As a fan of the Japanese anime, I was one of the many who was overjoyed when it was announced that finally, a studio has taken on the task of bringing this hit manga/television series to the big screen in live action. Along with my co-workers who also grew up with this anime, we trooped to the cinema to see how the live action of Battousai the Slasher fared with his animated counterpart.
Rurouni Kenshin basically covered the opium arc of the anime, where the origins of the legendary assassin Samurai X or Battousai the Slasher was revealed. The story takes place ten years after the war during the early years of the Meiji era, or the new age in Japan’s history, where the legendary swordsman was nowhere to be found. Unknownst to them, the Slasher walks among them by the name of Kenshin Himura, the wanderer who helps the people of Japan recover from the spoils of war, defending the helpless in the Japanese countryside. When he travels to Tokyo, he meets a young woman named Kaoru Kamiya of the Kamiya dojo, who is out to seek out a man who has been executing people as Battousai, and is using the Kamiya style of fighting to hurt people. But the fake Battousai is just the tip of the iceberg as it is found out that he works for a rich businessman engaged in the illegal trade of Spiderweb, a new form of opium that is being distributed in the streets of Japan.

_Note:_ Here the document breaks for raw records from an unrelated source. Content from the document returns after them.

use log::error;
use serde::{Deserialize, Serialize};
use std::collections::HashMap;
use std::path::{Path, PathBuf};
use std::time::{SystemTime, UNIX_EPOCH};

use super::storage;

pub const RESUME_FILE: &str = "resume.json";

#[derive(Debug, Clone, PartialEq, Eq, Serialize, Deserialize)]
pub struct ResumeEntry {
    #[serde(rename = "chapterId")]
    pub chapter_id: String,
    #[serde(rename = "pageIndex")]
    pub page_index: usize,
    /// Unix time in milliseconds.
    #[serde(rename = "updatedAt")]
    pub updated_at: u64,
}

/// Last position read per manga.
#[derive(Debug)]
pub struct ResumeStore {
    path: Option<PathBuf>,
    entries: HashMap<String, ResumeEntry>,
}

fn now_millis() -> u64 {
    SystemTime::now()
        .duration_since(UNIX_EPOCH)
        .map(|d| d.as_millis() as u64)
        .unwrap_or_default()
}

impl ResumeStore {
    pub fn load(path: impl Into<PathBuf>) -> Self {
        let path = path.into();
        let entries = storage::load_or_default(&path);
        Self {
            path: Some(path),
            entries,
        }
    }

    pub fn in_dir(dir: &Path) -> Self {
        Self::load(dir.join(RESUME_FILE))
    }

    /// A store that never touches disk.
    pub fn in_memory() -> Self {
        Self {
            path: None,
            entries: HashMap::new(),
        }
    }

    pub fn record(&mut self, manga_id: &str, chapter_id: &str, page_index: usize) {
        self.entries.insert(
            manga_id.to_string(),
            ResumeEntry {
                chapter_id: chapter_id.to_string(),
                page_index,
                updated_at: now_millis(),
            },
        );
        if let Some(path) = &self.path {
            if let Err(e) = storage::write_json(path, &self.entries) {
                error!("failed to save resume data to {}: {e}", path.display());
            }
        }
    }

    pub fn get(&self, manga_id: &str) -> Option<&ResumeEntry> {
        self.entries.get(manga_id)
    }
}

Personally, I admire Japanese adaptations of manga and anime. And the outcome for Rurouni Kenshin will be no exception for fans of the franchise. Takerou Sato (Kamen Rider Den-O, Mei chan’s Butler) was the perfect guy to play Kenshin Himura. He was able to depict the seriousness of the Slasher’s background yet he was also able to pull off the goofiness of the character in select moments of the film. At first, when I saw the poster, I was up in arms over the dude whom they chose to play Sanosuke because he looked nowhere similar to the anime character at all. But Munetaka Aoki proved me wrong as he quickly became one of my favorite characters in the entire movie, providing comic relief and personality traits that is identifiable with Kenshin’s best friend and right hand man. The dude seriously cracked me up. I was a tad disappointed over way the movie presented Kaoru, who was supposed to be one of the main characters of the anime. In the anime, Kaoru was feisty and spunky but save for a few minutes into the film, the live action counterpart seemed almost too whiny and depressing without the spark that led me to cheer on the Kenshin/ Kaoru love team from the beginning of the series. Saito was awesome, not needing to say much to make an impact.
As for the overall feel of the film, I should say that the filmmakers did a great job in staying faithful to the story, save for a few deviations. The problem was, in staying true to the episodic nature of the source material, the establishment of the story seemed to drag on for ages. I think that the earlier parts of the movie could have benefitted from some editing, and filmmakers could have better used this time in fleshing out the kickass samurai action and swordfighting stunts, which were really the main highlights of the movie. The thing was, perhaps in considering the younger audiences in their presentation, the filmmakers also took a step back in their depiction of violence on the big screen and sanitized their presentation of the grittier action sequences. Too bad, because Grindhouse approach would have upped the coolness quota of the entire flick and complemented the dramatic aspects of the film. But that’s just me.
All in all, I thought that Rurouni Kenshin: Live Action would please a lot of the fans, myself included.The filmmakers did a great job in focusing on one storyline and telling a story that could possibly spawn a sequel or end the live action then and there. I just wished it was a bit tighter, and shorter than 2 hours and 15 minutes.